Study Links Elevated Beta-Hydroxybutyrate Levels to Increased DKA Risk in Type 1 Diabetes Patients on Sotagliflozin
USA: A recent study published in Diabetes Technology & Therapeutics has revealed a concerning connection between elevated beta-hydroxybutyrate (BHB) levels and the risk of diabetic ketoacidosis (DKA) in adults with type 1 diabetes (T1D) receiving sotagliflozin, an SGLT1/2 inhibitor. The findings highlight the need for careful monitoring and patient education regarding DKA risks in this population.
According to the authors, incremental increases in baseline BHB levels and BHB changes from baseline (ΔBHB) were associated with a greater risk of DKA, regardless of the treatment. Additionally, the authors found that adding sotagliflozin to insulin therapy led to higher median BHB levels over 24 weeks in patients with type 1 diabetes, which was linked to an increase in DKA events.
DKA is a serious and potentially life-threatening condition characterized by high blood sugar, ketone accumulation, and metabolic acidosis. It is particularly concerning in individuals with T1D, who are already at a greater risk for this complication. Sodium-glucose cotransporter inhibitors may elevate BHB levels in patients who require insulin. Considering this, Schafer Boeder, Division of Endocrinology and Metabolism, Department of Medicine, University of California, San Diego, La Jolla, California, USA, and colleagues identified factors associated with changes in beta-hydroxybutyrate from baseline and the occurrence of diabetic ketoacidosis in patients with type 1 diabetes receiving sotagliflozin as an adjunct to insulin therapy.
For this purpose, the researchers conducted a post hoc analysis comparing ΔBHB levels in adults with T1D who received either 400 mg of sotagliflozin or a placebo for six months. They assessed clinical and metabolic factors related to ΔBHB and utilized logistic regression models to identify predictors associated with BHB levels greater than 0.6 and 1.5 mmol/L (inTandem3 population; N = 1,402) or with DKA events in a pooled analysis (inTandem1–3; N = 2,453).
The study led to the following findings:
- From baseline (median, 0.13 mmol/L), median fasting BHB increased by 0.04 mmol/L at 24 weeks with sotagliflozin versus placebo; 67% of patients had no or minimal changes in BHB over time.
- Factors associated with on-treatment BHB >0.6 or >1.5 mmol/L included baseline BHB and sotagliflozin use.
- Age, insulin pump use, sotagliflozin use, baseline BHB, and ΔBHB were significantly associated with DKA episodes.
- Independent of treatment, DKA risk increased by 18% with each 0.1-mmol/L increase in baseline BHB and 8% with each 0.1-mmol/L increase from baseline.
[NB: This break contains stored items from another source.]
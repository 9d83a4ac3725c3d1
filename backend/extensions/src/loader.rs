//! In-process implementation loader.
//!
//! Modules are registered up front under their specifier; `load` hands back
//! a clone of the registered module.

use std::collections::HashMap;

use anyhow::Result;
use async_trait::async_trait;
use plexus_core::{ImplementationLoader, LoadedModule, PlexusError};
use tracing::debug;

#[derive(Debug, Clone, Default)]
pub struct StaticLoader {
    modules: HashMap<String, LoadedModule>,
}

impl StaticLoader {
    pub fn new() -> Self {
        Self::default()
    }

    pub fn register(&mut self, specifier: impl Into<String>, module: LoadedModule) -> &mut Self {
        self.modules.insert(specifier.into(), module);
        self
    }

    pub fn with_module(mut self, specifier: impl Into<String>, module: LoadedModule) -> Self {
        self.register(specifier, module);
        self
    }

    pub fn contains(&self, specifier: &str) -> bool {
        self.modules.contains_key(specifier)
    }

    pub fn len(&self) -> usize {
        self.modules.len()
    }

    pub fn is_empty(&self) -> bool {
        self.modules.is_empty()
    }
}

#[async_trait]
impl ImplementationLoader for StaticLoader {
    async fn load(&self, specifier: &str) -> Result<LoadedModule> {
        debug!(specifier, "Loading static module");
        self.modules
            .get(specifier)
            .cloned()
            .ok_or_else(|| PlexusError::ModuleNotFound(specifier.to_string()).into())
    }
}
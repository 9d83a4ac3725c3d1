//! Structured Logger
//!
//! Wraps `tracing` to provide plain or JSON console output, file rotation
//! (NDJSON), and environment-based level control.

use std::path::PathBuf;
use tracing_appender::rolling::{RollingFileAppender, Rotation};
use tracing_subscriber::{fmt, layer::SubscriberExt, util::SubscriberInitExt, EnvFilter};

/// Fallback directive when the configured level does not parse.
const FALLBACK_LEVEL: &str = "info";

/// Log file prefix inside the log directory.
const LOG_FILE_PREFIX: &str = "plexus.log";

#[derive(Debug, Clone)]
pub struct LogOptions {
    /// Level or filter directive, e.g. `info` or `plexus_extensions=debug,warn`.
    pub level: String,
    /// Emit JSON lines on the console instead of human-readable output.
    pub json: bool,
    /// Directory for the rolling log file. No file output when `None`.
    pub dir: Option<PathBuf>,
}

impl Default for LogOptions {
    fn default() -> Self {
        Self {
            level: FALLBACK_LEVEL.to_string(),
            json: false,
            dir: None,
        }
    }
}

/// Filter from `RUST_LOG`, else from `level`, else `info`.
pub fn build_filter(level: &str) -> EnvFilter {
    EnvFilter::try_from_default_env()
        .or_else(|_| EnvFilter::try_new(level))
        .unwrap_or_else(|_| EnvFilter::new(FALLBACK_LEVEL))
}

/// Initialize the global structured logger.
///
/// Returns `false` when a global subscriber was already installed.
pub fn init_logger(options: &LogOptions) -> bool {
    let env_filter = build_filter(&options.level);

    // Logs go to stderr so command output on stdout stays clean.
    let (plain_layer, json_layer) = if options.json {
        (None, Some(fmt::layer().json().with_writer(std::io::stderr)))
    } else {
        (
            Some(
                fmt::layer()
                    .with_writer(std::io::stderr)
                    .with_target(false)
                    .with_ansi(true),
            ),
            None,
        )
    };

    // Rolling file appender: writes NDJSON to `<dir>/plexus.log.YYYY-MM-DD`
    let file_layer = options.dir.as_ref().map(|dir| {
        let file_appender = RollingFileAppender::new(Rotation::DAILY, dir, LOG_FILE_PREFIX);
        fmt::layer().json().with_writer(file_appender).with_ansi(false)
    });

    tracing_subscriber::registry()
        .with(env_filter)
        .with(plain_layer)
        .with(json_layer)
        .with(file_layer)
        .try_init()
        .is_ok()
}

#[cfg(test)]
mod tests {
    use super::*;
    use tracing_subscriber::filter::LevelFilter;

    #[test]
    fn directive_filters_parse() {
        let filter = EnvFilter::try_new("plexus_extensions=debug,warn").unwrap();
        assert_eq!(filter.max_level_hint(), Some(LevelFilter::DEBUG));
    }

    #[test]
    fn bad_level_falls_back() {
        if std::env::var("RUST_LOG").is_ok() {
            return;
        }
        assert_eq!(build_filter("not a level ===").max_level_hint(), Some(LevelFilter::INFO));
    }

    #[test]
    fn defaults_are_console_only() {
        let options = LogOptions::default();
        assert_eq!(options.level, "info");
        assert!(!options.json);
        assert!(options.dir.is_none());
    }
}
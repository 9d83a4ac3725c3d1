//! `plexus-extensions`: priority ordering, implementation resolution and
//! registration of declarative extensions.

pub mod bootstrap;
pub mod bundle;
pub mod container;
pub mod loader;
pub mod priority;
pub mod registrar;
pub mod resolver;
pub mod sorter;

#[cfg(test)]
mod testing;

pub use bootstrap::{Bootstrap, Bootstrapped};
pub use bundle::{Bundle, BundleCatalog, BundleManifest, BUNDLE_MANIFEST};
pub use container::{ServiceContainer, Services};
pub use loader::StaticLoader;
pub use priority::{PriorityResolver, DEFAULT_PRIORITY, PRIORITY_LEVELS};
pub use registrar::{
    CategoryRecord, CategoryRegistry, Extension, ExtensionList, ExtensionRegistrar,
    DEFAULT_COLLECTION_SUFFIX,
};
pub use resolver::ExtensionResolver;
pub use sorter::ExtensionSorter;
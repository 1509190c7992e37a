//! Metrics and tracing setup for repstore.
//!
//! Provides a global [`CoordinatorMetrics`] singleton backed by the
//! `prometheus` crate; the read coordinator increments these counters at
//! operation boundaries.

use prometheus::{
    Encoder, HistogramOpts, HistogramVec, IntCounter, IntCounterVec, Opts, Registry, TextEncoder,
};
use std::sync::OnceLock;

// ────────────────────────── Tracing ──────────────────────────

/// Initialize the tracing subscriber with env-filter.
pub fn init_tracing() {
    tracing_subscriber::fmt()
        .with_env_filter(
            tracing_subscriber::EnvFilter::try_from_default_env()
                .unwrap_or_else(|_| tracing_subscriber::EnvFilter::new("info")),
        )
        .init();
}

// ────────────────────────── Prometheus metrics ──────────────────────────

/// Global metrics instance.
static METRICS: OnceLock<CoordinatorMetrics> = OnceLock::new();

/// Retrieve (or lazily create) the global metrics singleton.
pub fn metrics() -> &'static CoordinatorMetrics {
    METRICS.get_or_init(CoordinatorMetrics::new)
}

/// All Prometheus metrics for the repstore read coordinator.
pub struct CoordinatorMetrics {
    pub registry: Registry,

    // ── Read operations ──
    pub reads: IntCounterVec,
    pub read_failures: IntCounterVec,

    // ── Read latency ──
    pub read_latency_secs: HistogramVec,

    // ── Read repair ──
    pub read_repairs: IntCounter,
    pub repair_failures: IntCounter,
}

// Manual Debug impl because prometheus types don't derive Debug.
impl std::fmt::Debug for CoordinatorMetrics {
    fn fmt(&self, f: &mut std::fmt::Formatter<'_>) -> std::fmt::Result {
        f.debug_struct("CoordinatorMetrics").finish_non_exhaustive()
    }
}

/// Default histogram buckets (seconds) for read latency.
const LATENCY_BUCKETS: &[f64] = &[0.0005, 0.001, 0.005, 0.01, 0.05, 0.1, 0.5, 1.0, 5.0];

impl CoordinatorMetrics {
    fn new() -> Self {
        let registry = Registry::new();

        let reads = IntCounterVec::new(
            Opts::new("repstore_reads_total", "Replicated reads, by operation"),
            &["op"],
        )
        .expect("reads counter vec");

        let read_failures = IntCounterVec::new(
            Opts::new(
                "repstore_read_failures_total",
                "Failed replicated reads, by error kind",
            ),
            &["kind"],
        )
        .expect("read_failures counter vec");

        let read_latency_secs = HistogramVec::new(
            HistogramOpts::new(
                "repstore_read_latency_seconds",
                "Replicated read latency in seconds",
            )
            .buckets(LATENCY_BUCKETS.to_vec()),
            &["op"],
        )
        .expect("read_latency_secs histogram");

        let read_repairs = IntCounter::with_opts(Opts::new(
            "repstore_read_repairs_total",
            "Read repair operations triggered",
        ))
        .expect("read_repairs counter");
        let repair_failures = IntCounter::with_opts(Opts::new(
            "repstore_repair_failures_total",
            "Read repair operations that failed",
        ))
        .expect("repair_failures counter");

        // Register all metrics
        registry
            .register(Box::new(reads.clone()))
            .expect("register reads");
        registry
            .register(Box::new(read_failures.clone()))
            .expect("register read_failures");
        registry
            .register(Box::new(read_latency_secs.clone()))
            .expect("register read_latency_secs");
        registry
            .register(Box::new(read_repairs.clone()))
            .expect("register read_repairs");
        registry
            .register(Box::new(repair_failures.clone()))
            .expect("register repair_failures");

        Self {
            registry,
            reads,
            read_failures,
            read_latency_secs,
            read_repairs,
            repair_failures,
        }
    }
}

/// Encode all registered metrics in Prometheus text exposition format.
pub fn encode_metrics() -> String {
    let m = metrics();
    let encoder = TextEncoder::new();
    let mut buf = Vec::new();
    encoder
        .encode(&m.registry.gather(), &mut buf)
        .expect("prometheus text encoding");
    String::from_utf8(buf).expect("prometheus output is valid UTF-8")
}

/// Helper: start a read latency timer. Returns a guard that records
/// elapsed time on drop.
pub fn start_read_timer(op: &str) -> prometheus::HistogramTimer {
    metrics()
        .read_latency_secs
        .with_label_values(&[op])
        .start_timer()
}

// ────────────────────────── Tests ──────────────────────────

#[cfg(test)]
mod tests {
    use super::*;
    use prometheus::Histogram;

    #[test]
    fn test_metrics_init_and_increment() {
        let m = metrics();

        let before = m.read_repairs.get();
        m.read_repairs.inc();
        m.read_repairs.inc();
        assert_eq!(m.read_repairs.get(), before + 2);

        m.reads.with_label_values(&["get_one"]).inc();
        m.reads.with_label_values(&["get_all"]).inc();
        m.reads.with_label_values(&["exists"]).inc();
        m.read_failures.with_label_values(&["read"]).inc();
    }

    #[test]
    fn test_encode_metrics_format() {
        // Ensure at least one counter is incremented
        metrics().repair_failures.inc();

        let output = encode_metrics();
        assert!(output.contains("repstore_reads_total"));
        assert!(output.contains("repstore_repair_failures_total"));
        assert!(output.contains("# HELP"));
        assert!(output.contains("# TYPE"));
    }

    #[test]
    fn test_histogram_records() {
        let m = metrics();

        m.read_latency_secs
            .with_label_values(&["test_op"])
            .observe(0.005);
        m.read_latency_secs
            .with_label_values(&["test_op"])
            .observe(0.010);

        let h: Histogram = m.read_latency_secs.with_label_values(&["test_op"]);
        assert_eq!(h.get_sample_count(), 2);
        assert!((h.get_sample_sum() - 0.015).abs() < 1e-9);
    }
}
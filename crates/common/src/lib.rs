//! repstore-common: shared types for the repstore project.
//!
//! Provides the records exchanged between the read coordinator and the
//! replicas of a shard: direct read replies, per-object digests, and the
//! guarded overwrite payload used by read-repair.

use serde::{Deserialize, Serialize};
use std::fmt;
use std::str::FromStr;
use uuid::Uuid;

/// Identifier of a stored object.
pub type ObjectId = Uuid;

// ---------------------------------------------------------------------------
// Object
// ---------------------------------------------------------------------------

/// A stored object as held by one replica.
///
/// `last_update_time_unix` is assigned by the writer and is monotonic per
/// id. The value `0` is reserved to mean "no object with this id".
#[derive(Debug, Clone, PartialEq, Serialize, Deserialize)]
pub struct Object {
    pub id: ObjectId,
    pub last_update_time_unix: i64,
    /// Domain payload; shape is owned by the caller.
    #[serde(default)]
    pub properties: serde_json::Value,
}

impl Object {
    pub fn new(id: ObjectId, last_update_time_unix: i64) -> Self {
        Self {
            id,
            last_update_time_unix,
            properties: serde_json::Value::Null,
        }
    }
}

// ---------------------------------------------------------------------------
// Replica (direct read reply)
// ---------------------------------------------------------------------------

/// One replica's answer to a direct (full body) read of a single id.
///
/// Three states:
/// - live object: `object` set, `deleted == false`
/// - tombstone: `deleted == true`, `object` carries only the deletion time
/// - absent: the default value, the replica has never seen the id
#[derive(Debug, Clone, Default, PartialEq, Serialize, Deserialize)]
pub struct Replica {
    pub id: Option<ObjectId>,
    pub object: Option<Object>,
    #[serde(default)]
    pub deleted: bool,
}

impl Replica {
    /// A live reply wrapping `object`.
    pub fn from_object(object: Object) -> Self {
        Self {
            id: Some(object.id),
            object: Some(object),
            deleted: false,
        }
    }

    /// A deletion marker for `id`, stamped with the deletion time.
    pub fn tombstone(id: ObjectId, last_update_time_unix: i64) -> Self {
        Self {
            id: Some(id),
            object: Some(Object::new(id, last_update_time_unix)),
            deleted: true,
        }
    }

    /// The update time this replica observed for the id; 0 when absent.
    pub fn update_time(&self) -> i64 {
        self.object.as_ref().map_or(0, |o| o.last_update_time_unix)
    }

    /// True for the "never seen this id" state.
    pub fn is_absent(&self) -> bool {
        self.object.is_none() && !self.deleted
    }

    /// The digest equivalent of this reply, used to compare it against
    /// digest-only answers from other replicas.
    pub fn to_digest(&self, id: ObjectId) -> RepairResponse {
        RepairResponse {
            id,
            update_time: self.update_time(),
            deleted: self.deleted,
            err: String::new(),
        }
    }
}

// ---------------------------------------------------------------------------
// RepairResponse (digest reply)
// ---------------------------------------------------------------------------

/// Digest of one object on one replica: enough to compare versions without
/// shipping bodies. The same shape acknowledges overwrites, where a
/// non-empty `err` means the target rejected the write.
#[derive(Debug, Clone, Default, PartialEq, Serialize, Deserialize)]
pub struct RepairResponse {
    pub id: ObjectId,
    pub update_time: i64,
    #[serde(default)]
    pub deleted: bool,
    #[serde(default)]
    pub err: String,
}

// ---------------------------------------------------------------------------
// VObject (overwrite payload)
// ---------------------------------------------------------------------------

/// Guarded overwrite pushed to a stale replica during read-repair.
///
/// The recipient must apply `latest_object` only while its own update time
/// for the id still equals `stale_update_time`, and reject otherwise.
#[derive(Debug, Clone, PartialEq, Serialize, Deserialize)]
pub struct VObject {
    pub latest_object: Object,
    pub stale_update_time: i64,
    /// MVCC version slot; always 0 until per-object versions are written.
    #[serde(default)]
    pub version: i64,
}

impl VObject {
    pub fn new(latest_object: Object, stale_update_time: i64) -> Self {
        Self {
            latest_object,
            stale_update_time,
            version: 0,
        }
    }
}

// ---------------------------------------------------------------------------
// Read options
// ---------------------------------------------------------------------------

/// Property selection forwarded to the replica on direct reads. Empty
/// means "all properties".
#[derive(Debug, Clone, Default, PartialEq, Eq, Serialize, Deserialize)]
pub struct Projection(pub Vec<String>);

/// Extra retrieval flags forwarded untouched to the replica.
#[derive(Debug, Clone, Copy, Default, PartialEq, Eq, Serialize, Deserialize)]
pub struct AdditionalProps {
    /// Return internal bookkeeping fields (timestamps) with the body.
    #[serde(default)]
    pub include_timestamps: bool,
}

// ---------------------------------------------------------------------------
// ConsistencyLevel
// ---------------------------------------------------------------------------

/// Client-chosen success target for a read.
#[derive(Debug, Clone, Copy, PartialEq, Eq, Hash, Serialize, Deserialize)]
#[serde(rename_all = "UPPERCASE")]
pub enum ConsistencyLevel {
    One,
    Quorum,
    All,
}

impl ConsistencyLevel {
    /// Number of successful replicas required out of `n`.
    ///
    /// `n` must be at least 1; an empty replica set is rejected before
    /// this arithmetic is reached.
    pub fn level(self, n: usize) -> usize {
        match self {
            ConsistencyLevel::One => 1,
            ConsistencyLevel::Quorum => n / 2 + 1,
            ConsistencyLevel::All => n,
        }
    }
}

impl fmt::Display for ConsistencyLevel {
    fn fmt(&self, f: &mut fmt::Formatter<'_>) -> fmt::Result {
        let s = match self {
            ConsistencyLevel::One => "ONE",
            ConsistencyLevel::Quorum => "QUORUM",
            ConsistencyLevel::All => "ALL",
        };
        f.write_str(s)
    }
}

#[derive(Debug, thiserror::Error)]
#[error("unknown consistency level {0:?} (expected ONE, QUORUM or ALL)")]
pub struct ParseLevelError(String);

impl FromStr for ConsistencyLevel {
    type Err = ParseLevelError;

    fn from_str(s: &str) -> Result<Self, Self::Err> {
        match s {
            "ONE" => Ok(ConsistencyLevel::One),
            "QUORUM" => Ok(ConsistencyLevel::Quorum),
            "ALL" => Ok(ConsistencyLevel::All),
            other => Err(ParseLevelError(other.to_string())),
        }
    }
}

// ---------------------------------------------------------------------------
// Tests
// ---------------------------------------------------------------------------

#[cfg(test)]
mod tests {
    use super::*;

    fn id(n: u128) -> ObjectId {
        Uuid::from_u128(n)
    }

    #[test]
    fn test_level_arithmetic() {
        use ConsistencyLevel::*;
        let cases = [
            (One, 1, 1),
            (One, 3, 1),
            (Quorum, 1, 1),
            (Quorum, 2, 2),
            (Quorum, 3, 2),
            (Quorum, 4, 3),
            (Quorum, 5, 3),
            (All, 1, 1),
            (All, 3, 3),
            (All, 5, 5),
        ];
        for (l, n, want) in cases {
            assert_eq!(l.level(n), want, "{l} with n={n}");
        }
    }

    #[test]
    fn test_level_parse_and_display() {
        for l in [
            ConsistencyLevel::One,
            ConsistencyLevel::Quorum,
            ConsistencyLevel::All,
        ] {
            assert_eq!(l.to_string().parse::<ConsistencyLevel>().unwrap(), l);
        }
        let err = "quorum".parse::<ConsistencyLevel>().unwrap_err();
        assert!(err.to_string().contains("quorum"));
    }

    #[test]
    fn test_replica_states() {
        let live = Replica::from_object(Object::new(id(1), 7));
        assert_eq!(live.update_time(), 7);
        assert!(!live.is_absent());
        assert!(!live.deleted);

        let gone = Replica::tombstone(id(1), 9);
        assert_eq!(gone.update_time(), 9);
        assert!(!gone.is_absent());
        assert!(gone.deleted);

        let absent = Replica::default();
        assert_eq!(absent.update_time(), 0);
        assert!(absent.is_absent());
    }

    #[test]
    fn test_replica_to_digest() {
        let live = Replica::from_object(Object::new(id(2), 3));
        let d = live.to_digest(id(2));
        assert_eq!(d.update_time, 3);
        assert!(!d.deleted);
        assert!(d.err.is_empty());

        let d = Replica::default().to_digest(id(2));
        assert_eq!(d.update_time, 0);
        assert!(!d.deleted);

        let d = Replica::tombstone(id(2), 5).to_digest(id(2));
        assert_eq!(d.update_time, 5);
        assert!(d.deleted);
    }

    #[test]
    fn test_vobject_version_defaults_to_zero() {
        let v = VObject::new(Object::new(id(3), 4), 2);
        assert_eq!(v.version, 0);

        let json = serde_json::json!({
            "latest_object": {"id": id(3), "last_update_time_unix": 4},
            "stale_update_time": 2,
        });
        let parsed: VObject = serde_json::from_value(json).unwrap();
        assert_eq!(parsed, v);
    }

    #[test]
    fn test_level_serde_uppercase() {
        let json = serde_json::to_string(&ConsistencyLevel::Quorum).unwrap();
        assert_eq!(json, "\"QUORUM\"");
        let back: ConsistencyLevel = serde_json::from_str("\"ALL\"").unwrap();
        assert_eq!(back, ConsistencyLevel::All);
    }

    #[test]
    fn test_digest_serde_roundtrip() {
        let d = RepairResponse {
            id: id(9),
            update_time: 12,
            deleted: true,
            err: String::new(),
        };
        let json = serde_json::to_string(&d).unwrap();
        let back: RepairResponse = serde_json::from_str(&json).unwrap();
        assert_eq!(d, back);
    }
}
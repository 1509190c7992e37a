//! Error taxonomy of the read coordinator.
//!
//! Every consistency failure wraps two things: a kind callers can match
//! on, and the consistency-level sentence so string-level matching keeps
//! working across the API boundary.

use crate::client::ClientError;
use crate::resolver::ResolveError;
use repstore_common::ConsistencyLevel;

/// First words of every consistency failure, in errors and log lines.
pub const MSG_CONSISTENCY_LEVEL: &str = "cannot achieve consistency level";

#[derive(Debug, thiserror::Error)]
pub enum FinderError {
    /// Pre-flight failure: the resolver produced no peers. No I/O was
    /// attempted.
    #[error("cannot achieve consistency level {level}: {source}")]
    Replicas {
        level: ConsistencyLevel,
        #[source]
        source: ResolveError,
    },

    /// The fan-out could not reach the success target; `node` tags the
    /// most recent peer failure.
    #[error("cannot achieve consistency level {level}: read failed on replica {node:?}: {source}")]
    Read {
        level: ConsistencyLevel,
        node: String,
        #[source]
        source: ClientError,
    },

    /// The read reached its target but the divergence it found could not
    /// be resolved.
    #[error("cannot achieve consistency level {level}: {source}")]
    Repair {
        level: ConsistencyLevel,
        #[source]
        source: RepairError,
    },

    /// A single-node read named a node outside the shard's replica set.
    #[error("replica {node:?} does not host shard {shard:?}")]
    UnknownReplica { node: String, shard: String },

    /// A single-node read failed on the wire.
    #[error("fetch from replica {node:?} failed: {source}")]
    Client {
        node: String,
        #[source]
        source: ClientError,
    },
}

/// Failures of the repair sub-protocol.
#[derive(Debug, thiserror::Error)]
pub enum RepairError {
    /// A winning replica no longer serves the update time its digest
    /// reported.
    #[error("object changed during repair: {node:?} reported update time {want}, served {got}")]
    ConflictObjectChanged { node: String, want: i64, got: i64 },

    /// Divergence between a deletion and a live object; never resolved by
    /// overwriting.
    #[error("conflict between deleted and live object")]
    ConflictExistOrDeleted,

    /// Fetching the winning body failed on the wire.
    #[error("repair read from {node:?} failed: {source}")]
    Read {
        node: String,
        #[source]
        source: ClientError,
    },

    /// Pushing an overwrite failed on the wire.
    #[error("overwrite on {node:?} failed: {source}")]
    Overwrite {
        node: String,
        #[source]
        source: ClientError,
    },

    /// A repair target refused an overwrite, typically because it drifted
    /// past the expected stale update time.
    #[error("overwrite rejected by {node:?}: {reason}")]
    Rejected { node: String, reason: String },
}

impl RepairError {
    /// The replica this failure is attributable to, when there is one.
    pub fn node(&self) -> Option<&str> {
        match self {
            RepairError::ConflictObjectChanged { node, .. }
            | RepairError::Read { node, .. }
            | RepairError::Overwrite { node, .. }
            | RepairError::Rejected { node, .. } => Some(node),
            RepairError::ConflictExistOrDeleted => None,
        }
    }
}

#[cfg(test)]
mod tests {
    use super::*;

    #[test]
    fn test_consistency_errors_start_with_level_sentence() {
        let errors = [
            FinderError::Replicas {
                level: ConsistencyLevel::One,
                source: ResolveError::NoReplicaFound {
                    class: "C1".into(),
                    shard: "S1".into(),
                },
            },
            FinderError::Read {
                level: ConsistencyLevel::Quorum,
                node: "A".into(),
                source: ClientError::Timeout,
            },
            FinderError::Repair {
                level: ConsistencyLevel::All,
                source: RepairError::ConflictExistOrDeleted,
            },
        ];
        for err in errors {
            let msg = err.to_string();
            assert!(
                msg.starts_with(MSG_CONSISTENCY_LEVEL),
                "unexpected message: {msg}"
            );
        }
    }

    #[test]
    fn test_errors_carry_their_sources() {
        let err = FinderError::Read {
            level: ConsistencyLevel::All,
            node: "B".into(),
            source: ClientError::Rpc("connection refused".into()),
        };
        assert!(err.to_string().contains("connection refused"));
        assert!(err.to_string().contains('B'));

        let err = FinderError::Repair {
            level: ConsistencyLevel::All,
            source: RepairError::Rejected {
                node: "C".into(),
                reason: "conflict".into(),
            },
        };
        assert!(err.to_string().contains("conflict"));
    }

    #[test]
    fn test_repair_error_node_attribution() {
        let err = RepairError::ConflictObjectChanged {
            node: "C".into(),
            want: 4,
            got: 3,
        };
        assert_eq!(err.node(), Some("C"));
        assert_eq!(RepairError::ConflictExistOrDeleted.node(), None);
    }
}
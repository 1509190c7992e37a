//! Replicated read coordination with read-repair.
//!
//! For a shard of a class whose object replicas live on N peer nodes, the
//! [`Finder`] fans a read out to the replica set, uses last-update
//! timestamps to decide which replica holds the freshest version, answers
//! the caller at the requested consistency level (ONE, QUORUM, ALL), and
//! lazily repairs the stale replicas that participated in the read.

pub mod client;
mod digest;
pub mod error;
mod fanout;
pub mod finder;
mod repair;
pub mod resolver;

pub use client::{ClientError, ReplicaClient};
pub use error::{FinderError, RepairError, MSG_CONSISTENCY_LEVEL};
pub use finder::Finder;
pub use resolver::{ResolveError, ShardResolver, StaticResolver};
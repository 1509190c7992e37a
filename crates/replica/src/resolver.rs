//! Shard-to-replica resolution.

use std::collections::HashMap;

#[derive(Debug, thiserror::Error)]
pub enum ResolveError {
    #[error("no replica found for class {class} shard {shard}")]
    NoReplicaFound { class: String, shard: String },
}

/// Supplies the ordered replica set for a (class, shard) pair.
///
/// The first entry is the preferred node for direct (full body) reads;
/// implementations must be safe for concurrent use.
pub trait ShardResolver: Send + Sync + 'static {
    fn replicas_for(&self, class: &str, shard: &str) -> Vec<String>;
}

/// Map-backed resolver for embedding and tests. Built once, then shared;
/// the replica order given at construction is preserved.
#[derive(Debug, Default)]
pub struct StaticResolver {
    shards: HashMap<(String, String), Vec<String>>,
}

impl StaticResolver {
    pub fn new() -> Self {
        Self::default()
    }

    pub fn with_replicas(
        mut self,
        class: &str,
        shard: &str,
        nodes: impl IntoIterator<Item = impl Into<String>>,
    ) -> Self {
        self.shards.insert(
            (class.to_string(), shard.to_string()),
            nodes.into_iter().map(Into::into).collect(),
        );
        self
    }
}

impl ShardResolver for StaticResolver {
    fn replicas_for(&self, class: &str, shard: &str) -> Vec<String> {
        self.shards
            .get(&(class.to_string(), shard.to_string()))
            .cloned()
            .unwrap_or_default()
    }
}

#[cfg(test)]
mod tests {
    use super::*;

    #[test]
    fn test_static_resolver_preserves_order() {
        let r = StaticResolver::new().with_replicas("C1", "S1", ["A", "B", "C"]);
        assert_eq!(r.replicas_for("C1", "S1"), vec!["A", "B", "C"]);
    }

    #[test]
    fn test_static_resolver_unknown_shard_is_empty() {
        let r = StaticResolver::new().with_replicas("C1", "S1", ["A"]);
        assert!(r.replicas_for("C1", "S2").is_empty());
        assert!(r.replicas_for("C2", "S1").is_empty());
    }
}
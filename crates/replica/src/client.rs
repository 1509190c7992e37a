//! Abstraction over coordinator-to-replica RPCs.
//!
//! Same pattern as the other transport seams in the project: a trait in
//! the domain crate, with the wire implementation living behind it. Unit
//! tests substitute a recording fake.

use repstore_common::{AdditionalProps, ObjectId, Projection, RepairResponse, Replica, VObject};

#[derive(Debug, Clone, PartialEq, Eq, thiserror::Error)]
pub enum ClientError {
    #[error("rpc failed: {0}")]
    Rpc(String),
    #[error("request timed out")]
    Timeout,
    #[error("request cancelled")]
    Cancelled,
    #[error("malformed reply: expected {want} entries, got {got}")]
    BadReplyLength { want: usize, got: usize },
}

/// Transport for replica reads and repair overwrites.
///
/// Every reply vector is positional: one entry per requested id, in
/// request order, with the empty value standing in for ids the replica has
/// never seen.
#[async_trait::async_trait]
pub trait ReplicaClient: Send + Sync + 'static {
    /// Fetch one object body from `node`.
    async fn fetch_object(
        &self,
        node: &str,
        class: &str,
        shard: &str,
        id: ObjectId,
        projection: &Projection,
        additional: &AdditionalProps,
    ) -> Result<Replica, ClientError>;

    /// Fetch several object bodies from `node`.
    async fn fetch_objects(
        &self,
        node: &str,
        class: &str,
        shard: &str,
        ids: &[ObjectId],
    ) -> Result<Vec<Replica>, ClientError>;

    /// Fetch lightweight digests from `node`.
    async fn digest_objects(
        &self,
        node: &str,
        class: &str,
        shard: &str,
        ids: &[ObjectId],
    ) -> Result<Vec<RepairResponse>, ClientError>;

    /// Push guarded overwrites to `node`. Entries of the reply carrying a
    /// non-empty `err` were rejected by the target.
    async fn overwrite_objects(
        &self,
        node: &str,
        class: &str,
        shard: &str,
        vobjects: &[VObject],
    ) -> Result<Vec<RepairResponse>, ClientError>;
}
The results highlight the significance of patient selection based on BHB testing before initiating SGLT inhibitors and the necessity for education on the risks, mitigation strategies, identification, and treatment of ketosis and DKA.
“Additionally, our findings indicate that BHB monitoring should be implemented for all patients with type 1 diabetes, regardless of whether they are using SGLT inhibitors. However, further research is needed to establish the optimal frequency for BHB monitoring,” the researchers concluded.
Reference:
Boeder S, Davies MJ, McGill JB, Pratley R, Girard M, Banks P, Pettus J, Garg S. Beta-Hydroxybutyrate Levels and Risk of Diabetic Ketoacidosis in Adults with Type 1 Diabetes Treated with Sotagliflozin. Diabetes Technol Ther. 2024 Sep;26(9):618-625. doi: 10.1089/dia.2023.0605. Epub 2024 May 13. PMID: 38441906.